You’re thinking about this like the final layer of the model is all that exists. It’s highly likely reasoning is happening at a lower layer, in a different latent space that can’t natively be projected into logits.

refulgentis|9 months ago

It is worth pointing out that "latent space" is meaningless.

There's a lot of stuff that makes this hard to discuss, ex. "projectable to semantic tokens" you mean "able to be written down"...right?

Something I do to make an idea really stretch its legs is reword it in Fat Tony, the Taleb character.

Setting that aside, why do we think this path finding can't be written down?

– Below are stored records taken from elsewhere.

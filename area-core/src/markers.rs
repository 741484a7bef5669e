//! Marker icons for the public map pages: one icon per hot area, sitting
//! on the area's centre.

use serde::{Deserialize, Serialize};

use crate::error::AreaError;
use crate::geometry::ScreenPos;

const BUILTIN_ICONS: [&str; 5] = [
    "arrow_red",
    "arrow_yellow",
    "arrow_orange",
    "arrow_green",
    "marker",
];

/// Plugin settings, accepted as the same camelCase JSON object the page
/// passes in. Missing keys keep their defaults.
#[derive(Clone, Debug, PartialEq, Serialize, Deserialize)]
#[serde(rename_all = "camelCase", default)]
pub struct MarkerConfig {
    pub animate: bool,
    /// Skip areas larger than this many square pixels (0 = no limit).
    pub max_area: i64,
    /// Skip areas smaller than this many square pixels (0 = no limit).
    pub min_area: i64,
    /// Only mark maps of this level (`library`, `collection`, `shelf`).
    pub level: String,
    /// Name of a built-in icon; overrides `icon_path` when recognised.
    pub icon: String,
    pub icon_path: String,
    pub icon_width: f64,
    pub icon_height: f64,
    /// Pause between fade in and fade out, in milliseconds.
    pub delay: u32,
    pub leave_icon_visible: bool,
    pub repeat_count: u32,
}

impl Default for MarkerConfig {
    fn default() -> Self {
        MarkerConfig {
            animate: true,
            max_area: 0,
            min_area: 0,
            level: String::new(),
            icon: String::new(),
            icon_path: "icons/marker.png".to_string(),
            icon_width: 32.0,
            icon_height: 32.0,
            delay: 200,
            leave_icon_visible: false,
            repeat_count: 2,
        }
    }
}

impl MarkerConfig {
    pub fn from_json(text: &str) -> Result<Self, AreaError> {
        if text.trim().is_empty() {
            return Ok(Self::default());
        }
        Ok(serde_json::from_str(text)?)
    }

    pub fn icon_src(&self) -> String {
        if BUILTIN_ICONS.contains(&self.icon.as_str()) {
            format!("icons/{}.png", self.icon)
        } else {
            self.icon_path.clone()
        }
    }

    pub fn applies_to(&self, level: &str) -> bool {
        self.level.is_empty() || self.level == level
    }
}

/// One opacity change of the marker animation.
#[derive(Clone, Copy, Debug, PartialEq, Eq)]
pub struct FlashStep {
    /// Milliseconds after the markers are placed.
    pub at_ms: i32,
    pub visible: bool,
}

/// Upper bound on flashes, whatever the page asks for.
const MAX_FLASHES: u32 = 100;

impl MarkerConfig {
    /// Timer steps for flashing the markers `repeat_count` times with fades
    /// of `fade_ms`. Times saturate at `i32::MAX`, the largest delay a
    /// browser timer takes.
    pub fn flash_schedule(&self, fade_ms: u32) -> Vec<FlashStep> {
        if !self.animate {
            return vec![FlashStep { at_ms: 0, visible: true }];
        }
        let at = |ms: u64| FlashStep {
            at_ms: i32::try_from(ms).unwrap_or(i32::MAX),
            visible: true,
        };
        let fade = u64::from(fade_ms);
        let delay = u64::from(self.delay);
        let cycle = fade * 2 + delay;
        let repeats = self.repeat_count.min(MAX_FLASHES);
        let mut steps = Vec::with_capacity(repeats as usize * 2 + 1);
        for i in 0..u64::from(repeats) {
            steps.push(at(i * cycle));
            steps.push(FlashStep {
                visible: false,
                ..at(i * cycle + fade + delay)
            });
        }
        if self.leave_icon_visible {
            steps.push(at(u64::from(repeats) * cycle));
        }
        steps
    }
}

/// Rectangle from an `<area shape="rect" coords="x1,y1,x2,y2">`.
#[derive(Clone, Copy, Debug, Default, PartialEq, Eq)]
pub struct MarkerRect {
    pub x1: i32,
    pub y1: i32,
    pub x2: i32,
    pub y2: i32,
}

impl MarkerRect {
    pub fn size(&self) -> i64 {
        (i64::from(self.x2) - i64::from(self.x1)) * (i64::from(self.y2) - i64::from(self.y1))
    }

    fn center(&self) -> (f64, f64) {
        let (x1, y1) = (f64::from(self.x1), f64::from(self.y1));
        (
            (f64::from(self.x2) - x1) / 2.0 + x1,
            (f64::from(self.y2) - y1) / 2.0 + y1,
        )
    }
}

pub fn parse_coords(coords: &str) -> Result<MarkerRect, AreaError> {
    let invalid = || AreaError::InvalidCoords {
        coords: coords.to_string(),
    };
    let nums = coords
        .split(',')
        .map(|v| v.trim().parse::<i32>())
        .collect::<Result<Vec<_>, _>>()
        .map_err(|_| invalid())?;
    match nums.as_slice() {
        [x1, y1, x2, y2] => Ok(MarkerRect {
            x1: *x1,
            y1: *y1,
            x2: *x2,
            y2: *y2,
        }),
        _ => Err(invalid()),
    }
}

/// Icon position for an area, or `None` when the size filters reject it.
pub fn marker_placement(rect: &MarkerRect, config: &MarkerConfig) -> Option<ScreenPos> {
    let size = rect.size();
    if config.max_area > 0 && size > config.max_area {
        return None;
    }
    if config.min_area > 0 && size < config.min_area {
        return None;
    }
    let (cx, cy) = rect.center();
    Some(ScreenPos {
        left: cx - config.icon_width / 2.0,
        top: cy - config.icon_height,
    })
}

#[cfg(test)]
mod tests {
    use super::*;

    #[test]
    fn icon_sits_on_the_centre() {
        let rect = parse_coords("10,20,50,60").unwrap();
        let pos = marker_placement(&rect, &MarkerConfig::default()).unwrap();
        assert_eq!(pos, ScreenPos::new(14.0, 8.0));
    }

    #[test]
    fn size_filters_skip_areas() {
        let rect = parse_coords("0,0,10,10").unwrap();
        let big_only = MarkerConfig {
            min_area: 101,
            ..Default::default()
        };
        assert!(marker_placement(&rect, &big_only).is_none());
        let small_only = MarkerConfig {
            max_area: 99,
            ..Default::default()
        };
        assert!(marker_placement(&rect, &small_only).is_none());
        let exact = MarkerConfig {
            min_area: 100,
            max_area: 100,
            ..Default::default()
        };
        assert!(marker_placement(&rect, &exact).is_some());
    }

    #[test]
    fn malformed_coords_are_rejected() {
        assert!(parse_coords("1,2,3").is_err());
        assert!(parse_coords("1,2,3,x").is_err());
        assert!(parse_coords("").is_err());
        assert_eq!(parse_coords(" 1, 2 ,3,4").unwrap().x2, 3);
    }

    #[test]
    fn settings_merge_over_defaults() {
        let cfg = MarkerConfig::from_json(r#"{"icon":"arrow_red","repeatCount":4,"level":"shelf"}"#)
            .unwrap();
        assert_eq!(cfg.icon_src(), "icons/arrow_red.png");
        assert_eq!(cfg.repeat_count, 4);
        assert_eq!(cfg.icon_width, 32.0);
        assert!(cfg.applies_to("shelf"));
        assert!(!cfg.applies_to("library"));

        let custom = MarkerConfig::from_json(r#"{"icon":"star","iconPath":"img/star.png"}"#).unwrap();
        assert_eq!(custom.icon_src(), "img/star.png");
        assert!(MarkerConfig::from_json("").unwrap().applies_to("library"));
    }

    #[test]
    fn extreme_coords_do_not_overflow() {
        let rect = parse_coords("-2147483648,0,2147483647,10").unwrap();
        assert_eq!(rect.size(), 42_949_672_950);
        let pos = marker_placement(&rect, &MarkerConfig::default()).unwrap();
        assert_eq!(pos.left, -0.5 - 16.0);
        assert_eq!(pos.top, 5.0 - 32.0);
    }

    #[test]
    fn flashes_alternate_then_settle() {
        let cfg = MarkerConfig {
            delay: 100,
            repeat_count: 2,
            leave_icon_visible: true,
            ..Default::default()
        };
        let times: Vec<(i32, bool)> = cfg
            .flash_schedule(600)
            .iter()
            .map(|s| (s.at_ms, s.visible))
            .collect();
        assert_eq!(
            times,
            vec![(0, true), (700, false), (1300, true), (2000, false), (2600, true)]
        );

        let still = MarkerConfig {
            animate: false,
            ..Default::default()
        };
        assert_eq!(still.flash_schedule(600), vec![FlashStep { at_ms: 0, visible: true }]);
    }

    #[test]
    fn huge_timings_saturate() {
        let cfg = MarkerConfig {
            delay: u32::MAX,
            repeat_count: u32::MAX,
            leave_icon_visible: true,
            ..Default::default()
        };
        let steps = cfg.flash_schedule(600);
        assert_eq!(steps.len(), 201);
        assert_eq!(steps[0].at_ms, 0);
        assert!(steps.iter().skip(1).all(|s| s.at_ms == i32::MAX));
    }
}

Is Claude/Gemini Plays Pokemon just an iterated A* search?

aiiizzz|9 months ago

Is that really true? E.g. anthropic said that the model can make decisions about all the tokens, before a single token is produced.

valine|9 months ago

That’s true yeah. The model can do that because calculating latents is independent of next token prediction. You do a forward pass for each token in your sequence without the final projection to logits.

jacob019|9 months ago

So you're saying that the reasoning trace represents sequential connections between the full distribution rather than the sampled tokens from that distribution?

valine|9 months ago

The lower dimensional logits are discarded, the original high dimensional latents are not.

But yeah, the LLM doesn’t even know the sampler exists. I used the last layer as an example, but it’s likely that reasoning traces exist in the latent space of every layer not just the final one, with the most complex reasoning concentrated in the middle layers.